Where does the word "SmtpMailer" show up in the data? Please find each such line and copy it.

> [DATA UNDER STUDY]
-------------------------

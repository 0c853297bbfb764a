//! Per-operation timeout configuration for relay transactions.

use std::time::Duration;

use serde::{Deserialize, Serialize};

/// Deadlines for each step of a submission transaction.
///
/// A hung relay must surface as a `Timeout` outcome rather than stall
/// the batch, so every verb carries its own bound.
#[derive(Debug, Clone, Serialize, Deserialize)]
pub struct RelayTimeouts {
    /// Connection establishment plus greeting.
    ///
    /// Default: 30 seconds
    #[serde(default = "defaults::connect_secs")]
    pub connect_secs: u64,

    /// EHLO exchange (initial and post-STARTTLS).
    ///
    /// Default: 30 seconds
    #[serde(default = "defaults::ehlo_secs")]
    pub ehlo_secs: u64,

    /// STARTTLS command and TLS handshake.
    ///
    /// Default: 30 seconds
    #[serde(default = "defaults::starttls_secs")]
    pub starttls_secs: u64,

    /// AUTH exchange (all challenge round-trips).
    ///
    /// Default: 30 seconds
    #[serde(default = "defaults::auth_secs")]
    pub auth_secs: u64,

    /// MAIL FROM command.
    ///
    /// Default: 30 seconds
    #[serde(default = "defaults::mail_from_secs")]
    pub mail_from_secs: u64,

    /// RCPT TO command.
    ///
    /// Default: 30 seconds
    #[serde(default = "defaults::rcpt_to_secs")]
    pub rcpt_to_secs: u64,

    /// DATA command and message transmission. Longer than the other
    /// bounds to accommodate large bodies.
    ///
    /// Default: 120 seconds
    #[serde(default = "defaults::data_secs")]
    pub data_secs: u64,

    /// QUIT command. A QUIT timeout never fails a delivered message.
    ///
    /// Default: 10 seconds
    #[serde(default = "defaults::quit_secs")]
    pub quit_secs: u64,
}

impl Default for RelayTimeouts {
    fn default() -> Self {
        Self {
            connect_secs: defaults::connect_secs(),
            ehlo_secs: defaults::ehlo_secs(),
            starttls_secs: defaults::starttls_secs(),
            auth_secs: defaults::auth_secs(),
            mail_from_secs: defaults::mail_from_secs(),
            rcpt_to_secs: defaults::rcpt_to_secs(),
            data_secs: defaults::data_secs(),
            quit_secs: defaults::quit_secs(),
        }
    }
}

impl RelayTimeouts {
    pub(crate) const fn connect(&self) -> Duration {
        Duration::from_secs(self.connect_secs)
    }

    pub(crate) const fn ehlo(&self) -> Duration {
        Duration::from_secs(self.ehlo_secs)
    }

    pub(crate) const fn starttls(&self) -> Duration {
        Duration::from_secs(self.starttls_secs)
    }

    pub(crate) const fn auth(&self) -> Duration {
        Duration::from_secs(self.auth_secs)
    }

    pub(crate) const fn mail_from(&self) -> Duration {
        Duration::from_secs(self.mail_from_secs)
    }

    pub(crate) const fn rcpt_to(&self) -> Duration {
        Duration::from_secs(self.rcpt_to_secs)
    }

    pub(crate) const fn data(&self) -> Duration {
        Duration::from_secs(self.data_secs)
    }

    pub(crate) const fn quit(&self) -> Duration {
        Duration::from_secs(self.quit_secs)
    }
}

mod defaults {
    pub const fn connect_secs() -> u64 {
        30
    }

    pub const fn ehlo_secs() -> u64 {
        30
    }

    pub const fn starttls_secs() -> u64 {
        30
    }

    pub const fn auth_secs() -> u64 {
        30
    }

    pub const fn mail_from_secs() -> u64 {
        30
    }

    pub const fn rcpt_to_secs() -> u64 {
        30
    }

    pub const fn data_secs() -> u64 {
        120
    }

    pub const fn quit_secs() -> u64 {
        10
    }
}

-------------------------

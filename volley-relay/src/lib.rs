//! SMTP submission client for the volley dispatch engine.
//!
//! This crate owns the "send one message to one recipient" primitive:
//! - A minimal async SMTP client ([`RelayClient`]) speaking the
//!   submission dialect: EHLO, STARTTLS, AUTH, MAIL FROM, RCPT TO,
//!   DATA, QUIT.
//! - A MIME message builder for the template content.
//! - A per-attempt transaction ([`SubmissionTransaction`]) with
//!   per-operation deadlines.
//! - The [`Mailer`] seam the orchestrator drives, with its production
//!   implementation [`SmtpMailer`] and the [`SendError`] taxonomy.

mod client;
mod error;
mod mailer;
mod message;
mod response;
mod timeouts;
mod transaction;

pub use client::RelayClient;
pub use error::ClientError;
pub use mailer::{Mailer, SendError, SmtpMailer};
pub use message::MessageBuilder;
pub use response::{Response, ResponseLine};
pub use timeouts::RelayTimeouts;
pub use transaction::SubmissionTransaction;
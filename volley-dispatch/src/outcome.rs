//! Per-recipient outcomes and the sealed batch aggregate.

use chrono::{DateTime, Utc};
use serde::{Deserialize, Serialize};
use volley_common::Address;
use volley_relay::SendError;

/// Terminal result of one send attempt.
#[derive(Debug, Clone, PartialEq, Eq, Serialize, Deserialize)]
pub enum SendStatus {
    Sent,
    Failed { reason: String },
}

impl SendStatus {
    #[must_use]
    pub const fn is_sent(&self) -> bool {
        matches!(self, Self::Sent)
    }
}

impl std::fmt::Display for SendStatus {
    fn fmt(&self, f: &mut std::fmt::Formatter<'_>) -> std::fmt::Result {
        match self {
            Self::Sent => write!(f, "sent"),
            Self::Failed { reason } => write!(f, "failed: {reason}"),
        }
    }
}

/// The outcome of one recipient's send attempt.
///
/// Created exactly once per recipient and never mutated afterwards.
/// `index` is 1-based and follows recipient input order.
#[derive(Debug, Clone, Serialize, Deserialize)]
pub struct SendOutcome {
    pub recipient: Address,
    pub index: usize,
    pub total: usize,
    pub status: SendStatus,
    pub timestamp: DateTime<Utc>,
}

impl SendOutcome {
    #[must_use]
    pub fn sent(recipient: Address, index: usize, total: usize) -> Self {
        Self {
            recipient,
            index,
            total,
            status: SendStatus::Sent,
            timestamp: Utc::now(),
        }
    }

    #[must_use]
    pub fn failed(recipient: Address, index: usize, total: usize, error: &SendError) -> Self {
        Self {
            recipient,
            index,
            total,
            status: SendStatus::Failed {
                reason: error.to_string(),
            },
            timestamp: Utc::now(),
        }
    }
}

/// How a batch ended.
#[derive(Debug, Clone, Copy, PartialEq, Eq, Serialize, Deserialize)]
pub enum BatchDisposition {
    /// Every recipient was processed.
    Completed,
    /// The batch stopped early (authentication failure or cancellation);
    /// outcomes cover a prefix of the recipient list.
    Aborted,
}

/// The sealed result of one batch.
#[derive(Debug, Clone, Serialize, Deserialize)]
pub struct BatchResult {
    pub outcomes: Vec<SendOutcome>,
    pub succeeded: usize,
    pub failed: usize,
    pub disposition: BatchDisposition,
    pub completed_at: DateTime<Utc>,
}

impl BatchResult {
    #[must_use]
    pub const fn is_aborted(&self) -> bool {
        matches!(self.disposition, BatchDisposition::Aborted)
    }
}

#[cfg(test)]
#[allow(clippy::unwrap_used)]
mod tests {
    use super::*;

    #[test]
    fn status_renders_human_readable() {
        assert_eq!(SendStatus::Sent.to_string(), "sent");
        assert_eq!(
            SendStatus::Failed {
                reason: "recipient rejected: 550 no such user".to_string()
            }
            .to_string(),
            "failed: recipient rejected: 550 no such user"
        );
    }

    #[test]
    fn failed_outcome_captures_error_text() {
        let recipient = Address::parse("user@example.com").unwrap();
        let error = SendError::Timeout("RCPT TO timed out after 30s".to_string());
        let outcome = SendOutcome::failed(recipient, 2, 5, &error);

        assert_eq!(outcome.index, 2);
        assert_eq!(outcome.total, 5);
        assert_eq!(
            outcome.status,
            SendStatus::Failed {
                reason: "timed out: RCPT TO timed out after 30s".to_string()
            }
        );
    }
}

-------------------------

> [WRITTEN SOLUTION]
//!   implementation [`SmtpMailer`] and the [`SendError`] taxonomy.
pub use mailer::{Mailer, SendError, SmtpMailer};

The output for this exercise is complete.